Write out again only the lines that run from the start of the entries to the line containing "use rand::SeedableRng;", both included.

### Data excerpts
____________

//! Per-channel illumination correction.
//!
//! A gain field is fitted per channel from a random sample of its tiles and
//! tiles are divided by it at composition time.

mod estimator;

use std::panic::{catch_unwind, AssertUnwindSafe};

use ndarray::{Array2, Zip};
use rand::rngs::StdRng;
use rand::seq::IndexedRandom;
use rand::SeedableRng;
use rayon::prelude::*;
use tracing::{info, warn};

use crate::error::{Result, StitchError};
use crate::grid::AcquisitionGrid;
use crate::io::tile_source::{load_tile_f32, TileSource};
use crate::pipeline::config::FlatfieldConfig;
use crate::sample::Sample;
use crate::tile::Tile;

pub use estimator::{FlatfieldEstimator, SmoothedMeanEstimator};

/// Gain field of one channel.
#[derive(Clone, Debug)]
pub struct FlatfieldModel {
    pub channel: String,
    pub gain: Array2<f32>,
}

impl FlatfieldModel {
    /// `clip(raw / gain, T::MIN, T::MAX)`, truncated to `T`.
    pub fn apply<T: Sample>(&self, tile: &Array2<T>) -> Result<Array2<T>> {
        if tile.dim() != self.gain.dim() {
            return Err(StitchError::InvalidGeometry(format!(
                "tile is {:?} but the {} flatfield is {:?}",
                tile.dim(),
                self.channel,
                self.gain.dim()
            )));
        }
        Ok(Zip::from(tile)
            .and(&self.gain)
            .map_collect(|&raw, &gain| T::from_f32_clipped(raw.as_() / gain)))
    }
}

/// One model per channel, indexed like the grid's channel list.
#[derive(Clone, Debug, Default)]
pub struct FlatfieldSet {
    models: Vec<FlatfieldModel>,
}

impl FlatfieldSet {
    pub fn new(models: Vec<FlatfieldModel>) -> Self {
        Self { models }
    }

    pub fn get(&self, channel: usize) -> Option<&FlatfieldModel> {
        self.models.get(channel)
    }

    pub fn len(&self) -> usize {
        self.models.len()
    }

    pub fn is_empty(&self) -> bool {
        self.models.is_empty()
    }
}

/// Up to `count` tiles of `channel`, drawn uniformly without replacement
/// across all z-planes.
pub fn sample_channel_tiles<'a, R: rand::Rng + ?Sized>(
    grid: &'a AcquisitionGrid,
    channel: usize,
    count: usize,
    rng: &mut R,
) -> Vec<&'a Tile> {
    let tiles: Vec<&Tile> = grid.tiles_in_channel(channel).collect();
    tiles.choose_multiple(rng, count).copied().collect()
}

/// Fit one flatfield per channel. `on_channel(done, total)` fires after each;
/// a panic inside it is logged and otherwise ignored.
pub fn fit_flatfields<T: Sample>(
    grid: &AcquisitionGrid,
    source: &dyn TileSource,
    estimator: &dyn FlatfieldEstimator,
    config: &FlatfieldConfig,
    mut on_channel: impl FnMut(usize, usize),
) -> Result<FlatfieldSet> {
    let mut rng = match config.seed {
        Some(seed) => StdRng::seed_from_u64(seed),
        None => StdRng::from_os_rng(),
    };
    let geometry = grid.geometry();
    let channels = grid.channel_names();

    let mut models = Vec::with_capacity(channels.len());
    for (index, name) in channels.iter().enumerate() {
        let sample = sample_channel_tiles(grid, index, config.sample_count, &mut rng);
        let stack = sample
            .par_iter()
            .map(|tile| load_tile_f32::<T>(source, tile, &geometry))
            .collect::<Result<Vec<_>>>()?;

        let gain = estimator.fit(&stack)?;
        info!(channel = %name, samples = stack.len(), "Fitted flatfield");
        models.push(FlatfieldModel {
            channel: name.clone(),
            gain,
        });
        let (done, total) = (index + 1, channels.len());
        if catch_unwind(AssertUnwindSafe(|| on_channel(done, total))).is_err() {
            warn!(done, total, "Progress callback panicked");
        }
    }

    Ok(FlatfieldSet::new(models))
}
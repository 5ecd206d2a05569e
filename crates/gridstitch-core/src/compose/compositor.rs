use std::panic::{catch_unwind, AssertUnwindSafe};
use std::sync::atomic::{AtomicUsize, Ordering};

use ndarray::{s, Array2, ArrayViewMut2};
use rayon::prelude::*;
use tracing::{debug, warn};

use crate::canvas::Canvas;
use crate::error::{Result, StitchError};
use crate::flatfield::{FlatfieldModel, FlatfieldSet};
use crate::grid::{AcquisitionGrid, AxisOrientation};
use crate::io::tile_source::{load_tile, TileSource};
use crate::sample::Sample;
use crate::tile::{ShiftPair, Tile};

use super::placement::{tile_placement, Placement};

/// Write every tile of `grid` into `canvas`.
///
/// Planes are independent slices of the canvas and are composited in
/// parallel. Within a plane, tiles are decoded and corrected in parallel
/// batches and written in address order, each overwriting its region.
/// `on_tile(done, total)` runs after each tile; a panic inside it is logged
/// and otherwise ignored.
pub fn compose<T: Sample>(
    grid: &AcquisitionGrid,
    source: &dyn TileSource,
    shifts: &ShiftPair,
    orientation: &AxisOrientation,
    flatfields: Option<&FlatfieldSet>,
    canvas: &mut Canvas<T>,
    on_tile: &(dyn Fn(usize, usize) + Sync),
) -> Result<()> {
    let dims = grid.dims();
    let shape = canvas.shape();
    if shape.channels != dims.num_channels || shape.z != dims.num_z {
        return Err(StitchError::InvalidGeometry(format!(
            "canvas {shape} does not fit {} channels x {} z-planes",
            dims.num_channels, dims.num_z
        )));
    }

    let total = grid.len();
    let done = AtomicUsize::new(0);
    let batch_size = rayon::current_num_threads().max(1);

    canvas
        .as_mut_slice()
        .par_chunks_mut(shape.plane_len())
        .enumerate()
        .try_for_each(|(plane_index, plane)| {
            let channel = plane_index / shape.z;
            let z = plane_index % shape.z;
            let mut plane = ArrayViewMut2::from_shape((shape.height, shape.width), plane)?;
            let flatfield = flatfields.and_then(|set| set.get(channel));

            let tiles: Vec<&Tile> = grid.tiles_in_plane(channel, z).collect();
            debug!(channel, z, tiles = tiles.len(), "Compositing plane");

            for batch in tiles.chunks(batch_size) {
                let prepared = batch
                    .par_iter()
                    .map(|&tile| {
                        prepare_tile::<T>(grid, source, shifts, orientation, flatfield, tile)
                    })
                    .collect::<Result<Vec<_>>>()?;

                for (tile, placement, data) in prepared {
                    write_tile(&mut plane, tile, &placement, &data)?;
                    let n = done.fetch_add(1, Ordering::Relaxed) + 1;
                    report(on_tile, n, total);
                }
            }
            Ok(())
        })
}

fn prepare_tile<'a, T: Sample>(
    grid: &AcquisitionGrid,
    source: &dyn TileSource,
    shifts: &ShiftPair,
    orientation: &AxisOrientation,
    flatfield: Option<&FlatfieldModel>,
    tile: &'a Tile,
) -> Result<(&'a Tile, Placement, Array2<T>)> {
    let geometry = grid.geometry();
    let mut data = load_tile::<T>(source, tile, &geometry)?;
    if let Some(model) = flatfield {
        data = model.apply(&data)?;
    }
    let placement = tile_placement(
        tile.address.row,
        tile.address.col,
        &grid.dims(),
        orientation,
        shifts,
        &geometry,
    )?;
    Ok((tile, placement, data))
}

fn write_tile<T: Sample>(
    plane: &mut ArrayViewMut2<T>,
    tile: &Tile,
    placement: &Placement,
    data: &Array2<T>,
) -> Result<()> {
    let (canvas_h, canvas_w) = plane.dim();
    let (y, x) = (placement.y, placement.x);
    let (h, w) = (placement.height, placement.width);
    if y + h > canvas_h || x + w > canvas_w {
        return Err(StitchError::InvalidGeometry(format!(
            "{} at ({y}, {x}) size {h}x{w} exceeds canvas {canvas_h}x{canvas_w}",
            tile.filename
        )));
    }

    let crop = placement.crop;
    let cropped = data.slice(s![crop.top..crop.top + h, crop.left..crop.left + w]);
    plane.slice_mut(s![y..y + h, x..x + w]).assign(&cropped);
    Ok(())
}

fn report(on_tile: &(dyn Fn(usize, usize) + Sync), done: usize, total: usize) {
    if catch_unwind(AssertUnwindSafe(|| on_tile(done, total))).is_err() {
        warn!(done, total, "Progress callback panicked");
    }
}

____________

### Result below
//! Per-channel illumination correction.
//!
//! A gain field is fitted per channel from a random sample of its tiles and
//! tiles are divided by it at composition time.

mod estimator;

use std::panic::{catch_unwind, AssertUnwindSafe};

use ndarray::{Array2, Zip};
use rand::rngs::StdRng;
use rand::seq::IndexedRandom;
use rand::SeedableRng;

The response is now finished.